What Is a Plant-Based Diet? Benefits of Going Plant-Based

Once seen as alternative, the power of plants has now fully entered the mainstream. According to The Vegan Society, the number of people dabbling in a plant-based diet is higher than ever, with plant enthusiasts quadrupling between 2014 and 2018.i The reasons behind the plant boom are manifold: delicious plant-filled recipes have taken the internet by storm; top athletes are banging the drum for plant-powered diets, proving that vegetables can indeed make you fit and strong;  scientific data continues to highlight the extraordinary health benefits of plants; and documentaries have revealed the alarming realities of agriculture on the environment and animal welfare.

With plant-forward choices steadily trickling into the high streets and diets across the world, we think it calls for a deep dive into plant-based nutrition, in all its colourful glory.

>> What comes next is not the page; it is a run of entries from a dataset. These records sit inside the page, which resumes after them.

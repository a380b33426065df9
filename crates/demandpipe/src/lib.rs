pub mod config;
pub mod db;
pub mod error;
pub mod extraction;
pub mod letter;
pub mod logging;
pub mod pipeline;
pub mod sanitize;
pub mod source;
pub mod storage;
pub mod worker;

#[cfg(test)]
mod test_support;

pub use config::{apply_env_overrides, load_config, Config};
pub use db::{Database, DatabaseError, JobStatus, TaskStatus};
pub use error::{ConfigError, DemandpipeError, ProcessError, Result, StorageError, WorkerError};
pub use letter::{generate_letter, LetterError};
pub use pipeline::{ExtractionOutcome, Pipeline, PipelineConfig, PipelineContext, PipelineError};
pub use worker::{JobReport, JobRunner, RunnerError};
//! Fixture builders for PDFs and letter metadata.

#![allow(dead_code)]

use lopdf::{dictionary, Document, Object, Stream};

/// Builds a PDF with one Courier text line per page.
pub fn pdf_with_pages(pages: &[&str]) -> Vec<u8> {
    let mut doc = Document::with_version("1.5");
    let pages_id = doc.new_object_id();
    let font_id = doc.add_object(dictionary! {
        "Type" => "Font",
        "Subtype" => "Type1",
        "BaseFont" => "Courier",
    });
    let resources_id = doc.add_object(dictionary! {
        "Font" => dictionary! { "F1" => font_id },
    });

    let kids: Vec<Object> = pages
        .iter()
        .map(|text| {
            let content = format!("BT /F1 12 Tf 72 700 Td ({}) Tj ET", text);
            let content_id = doc.add_object(Stream::new(dictionary! {}, content.into_bytes()));
            doc.add_object(dictionary! {
                "Type" => "Page",
                "Parent" => pages_id,
                "MediaBox" => vec![0.into(), 0.into(), 612.into(), 792.into()],
                "Resources" => resources_id,
                "Contents" => content_id,
            })
            .into()
        })
        .collect();

    doc.objects.insert(
        pages_id,
        Object::Dictionary(dictionary! {
            "Type" => "Pages",
            "Count" => kids.len() as i64,
            "Kids" => kids,
        }),
    );
    let catalog_id = doc.add_object(dictionary! {
        "Type" => "Catalog",
        "Pages" => pages_id,
    });
    doc.trailer.set("Root", catalog_id);

    let mut bytes = Vec::new();
    doc.save_to(&mut bytes).expect("Failed to serialize PDF");
    bytes
}

/// Builder for letter metadata JSON.
pub struct MetadataBuilder {
    value: serde_json::Value,
}

impl MetadataBuilder {
    pub fn new(client_name: &str) -> Self {
        Self {
            value: serde_json::json!({
                "demand_creation_date": "2025-03-01",
                "date_of_accident": "2024-11-12T08:15:00",
                "client_name": client_name,
            }),
        }
    }

    pub fn field(mut self, key: &str, value: impl Into<serde_json::Value>) -> Self {
        self.value[key] = value.into();
        self
    }

    pub fn medical_summary(mut self, summary: &str) -> Self {
        let mut records = self.value["medical_records"]
            .as_array()
            .cloned()
            .unwrap_or_default();
        records.push(serde_json::json!({ "summary": summary }));
        self.value["medical_records"] = serde_json::Value::Array(records);
        self
    }

    pub fn build(self) -> String {
        serde_json::to_string_pretty(&self.value).expect("Failed to serialize metadata")
    }
}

Plant-centred eating patterns can assume several guises. For some people, this dietary preference doesn’t eliminate meat or dairy entirely; rather it proportionately favours foods from plant sources.  For this brochure, however, we define plant-based nutrition as eating foods that derive exclusively from plants, like vegetables, fruits, pulses, grains, legumes, nuts, and seeds. In other words: a diet that avoids all animal-based products, including dairy, eggs and gelatin.


Plant-powered foods

  • Vegetables: spinach, kale, cauliflower, squash, tomatoes

  • Whole grains: quinoa, barley, oats, brown rice, amaranth

  • Legumes: lentils, chickpeas, beans, peas, peanuts, alfalfa

  • Fruits: raspberries, strawberries, blueberries, bananas

  • Plant-based protein: tempeh, tofu, Edamame, quinoa

  • Healthy fats: avocados, nuts, seeds, chia seeds

  • Nuts and nut butter: peanuts, almonds, cashews

  • Seeds: chia, sesame, pumpkin, sunflower, flaxseed

  • Plant-based oils: olive, avocado, coconut, grapeseed

  • Plant-based milk: oat, hemp, hazelnut, soy, coconut

  • Spices and herbs: turmeric, ginger, cumin, coriander

 

Plant-based nutrition 101: what can I eat?

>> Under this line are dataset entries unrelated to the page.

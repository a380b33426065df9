//! Demand notes: the case records jobs and demand files hang off.

use rusqlite::params;

use super::{timestamp_now, Database, DatabaseError};

/// Inserts a demand note.
pub fn insert(db: &Database, id: &str, title: Option<&str>) -> Result<(), DatabaseError> {
    db.with_conn(|conn| {
        conn.execute(
            "INSERT INTO \"DemandNote\" (\"id\", \"title\", \"createdAt\") VALUES (?1, ?2, ?3)",
            params![id, title, timestamp_now()],
        )?;
        Ok(())
    })
}

pub fn exists(db: &Database, id: &str) -> Result<bool, DatabaseError> {
    db.with_conn(|conn| {
        let count: u64 = conn.query_row(
            "SELECT COUNT(*) FROM \"DemandNote\" WHERE \"id\" = ?1",
            params![id],
            |r| r.get(0),
        )?;
        Ok(count > 0)
    })
}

Following a plant-powered diet doesn’t always mean guzzling smoothies, munching avocado toast, or slurping up lentils. Technically, you can still adhere to the principles of plant-rich living if your diet consists of processed and packaged foods, like unhealthy ready meals, dairy-free ice cream, and ultra-refined faux meats. Unsurprisingly, we don’t advocate this. At its core, the plant-forward eating movement is varied, colourful, and abundant. It’s a diet that celebrates real, whole foods in as close to their natural, plant state as possible. Needless to say meatless nuggets are few and far between.

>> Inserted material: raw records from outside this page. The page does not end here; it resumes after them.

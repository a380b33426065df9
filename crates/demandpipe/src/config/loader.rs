use std::path::Path;

use crate::config::schema::{Config, CONFIG_VERSION};
use crate::error::ConfigError;

const SCHEMA_JSON: &str = include_str!("../../../../schema/config-v1.json");

pub fn load_config<P: AsRef<Path>>(path: P) -> Result<Config, ConfigError> {
    let path = path.as_ref();
    let content = std::fs::read_to_string(path).map_err(|e| ConfigError::ReadFile {
        path: path.to_path_buf(),
        source: e,
    })?;

    load_config_from_str(&content)
}

pub fn load_config_from_str(content: &str) -> Result<Config, ConfigError> {
    let json_value: serde_json::Value = serde_json::from_str(content)?;

    validate_schema(&json_value)?;

    let config: Config = serde_json::from_value(json_value)?;

    validate_config(&config)?;

    Ok(config)
}

/// Applies `DEMANDPIPE_DATABASE`, `UPLOADS_BASE_DIR` / `OUTPUTS_BASE_DIR`
/// and their shared fallback `FILE_STORAGE_PATH` from the process environment.
pub fn apply_env_overrides(config: Config) -> Result<Config, ConfigError> {
    apply_overrides(config, |key| std::env::var(key).ok())
}

/// Applies environment-style overrides read through `lookup`. Empty values are ignored.
pub fn apply_overrides<F>(mut config: Config, lookup: F) -> Result<Config, ConfigError>
where
    F: Fn(&str) -> Option<String>,
{
    let get = |key: &str| lookup(key).filter(|v| !v.trim().is_empty());
    let shared_storage = get("FILE_STORAGE_PATH");

    if let Some(path) = get("DEMANDPIPE_DATABASE") {
        config.database_path = Some(path);
    }
    if let Some(dir) = get("UPLOADS_BASE_DIR").or_else(|| shared_storage.clone()) {
        config.uploads_base_dir = Some(dir);
    }
    if let Some(dir) = get("OUTPUTS_BASE_DIR").or(shared_storage) {
        config.outputs_base_dir = Some(dir);
    }
    if let Some(raw) = get("DEMANDPIPE_WORKERS") {
        config.worker_count = raw.trim().parse().map_err(|_| ConfigError::Validation {
            message: format!("DEMANDPIPE_WORKERS must be a positive integer, got '{}'", raw),
        })?;
    }

    validate_config(&config)?;
    Ok(config)
}

fn validate_schema(json_value: &serde_json::Value) -> Result<(), ConfigError> {
    let schema: serde_json::Value =
        serde_json::from_str(SCHEMA_JSON).map_err(|e| ConfigError::Validation {
            message: format!("Invalid embedded schema JSON: {}", e),
        })?;

    let validator = jsonschema::validator_for(&schema).map_err(|e| ConfigError::Validation {
        message: format!("Failed to compile JSON schema: {}", e),
    })?;

    let error_messages: Vec<String> = validator
        .iter_errors(json_value)
        .map(|e| e.to_string())
        .collect();
    if !error_messages.is_empty() {
        return Err(ConfigError::SchemaValidation {
            errors: error_messages.join("; "),
        });
    }

    Ok(())
}

fn validate_config(config: &Config) -> Result<(), ConfigError> {
    if config.version != CONFIG_VERSION {
        return Err(ConfigError::Validation {
            message: format!("Unsupported config version: {}", config.version),
        });
    }

    if config.worker_count == 0 {
        return Err(ConfigError::Validation {
            message: "worker_count must be at least 1".to_string(),
        });
    }

    Ok(())
}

A day in the life of a plant-enthusiast…

Breakfast: coconut milk porridge with sliced banana, berries, and chia seeds

Lunch: quinoa salad with fresh vegetables, roasted chickpeas, and a tahini dressing

Snacks: dates with peanut butter and carrot sticks with hummus

Dinner: black bean stew with brown rice, sliced avocado, and coriander


Did you know?

You should aim to eat 30 different plant foods each week on a plant-based diet


What about organic?

Naturally, plant-powered eating should consist of, well, plants. Each year, the UK Government examines a range of produce for pesticide residue. Collating data over five years, they have created the following list of the ‘dirtiest’ and ‘cleanest’ fruits and vegetables. With this in mind, you may want to prioritise buying organic produce if it falls on the ‘dirty dozen’ list.


Dirty dozen

  • Grapefruit

  • Oranges

  • Lemons and limes

  • Strawberries

  • Pears

  • Grapes

  • Cherries

  • Peaches

  • Parsnips

  • Asparagus

  • Apples

  • Apricots


Clean fifteen

  • Beetroot

  • Mushrooms

  • Corn on the cob

  • Figs

  • Rhubarb

  • Swede

  • Turnip

  • Onions

  • Avocados

  • Cauliflower

  • Radish

  • Sweet potatoes

  • Broad beans

  • Leeks

  • Pumpkin and squash

 

What are the benefits of a plant-based diet?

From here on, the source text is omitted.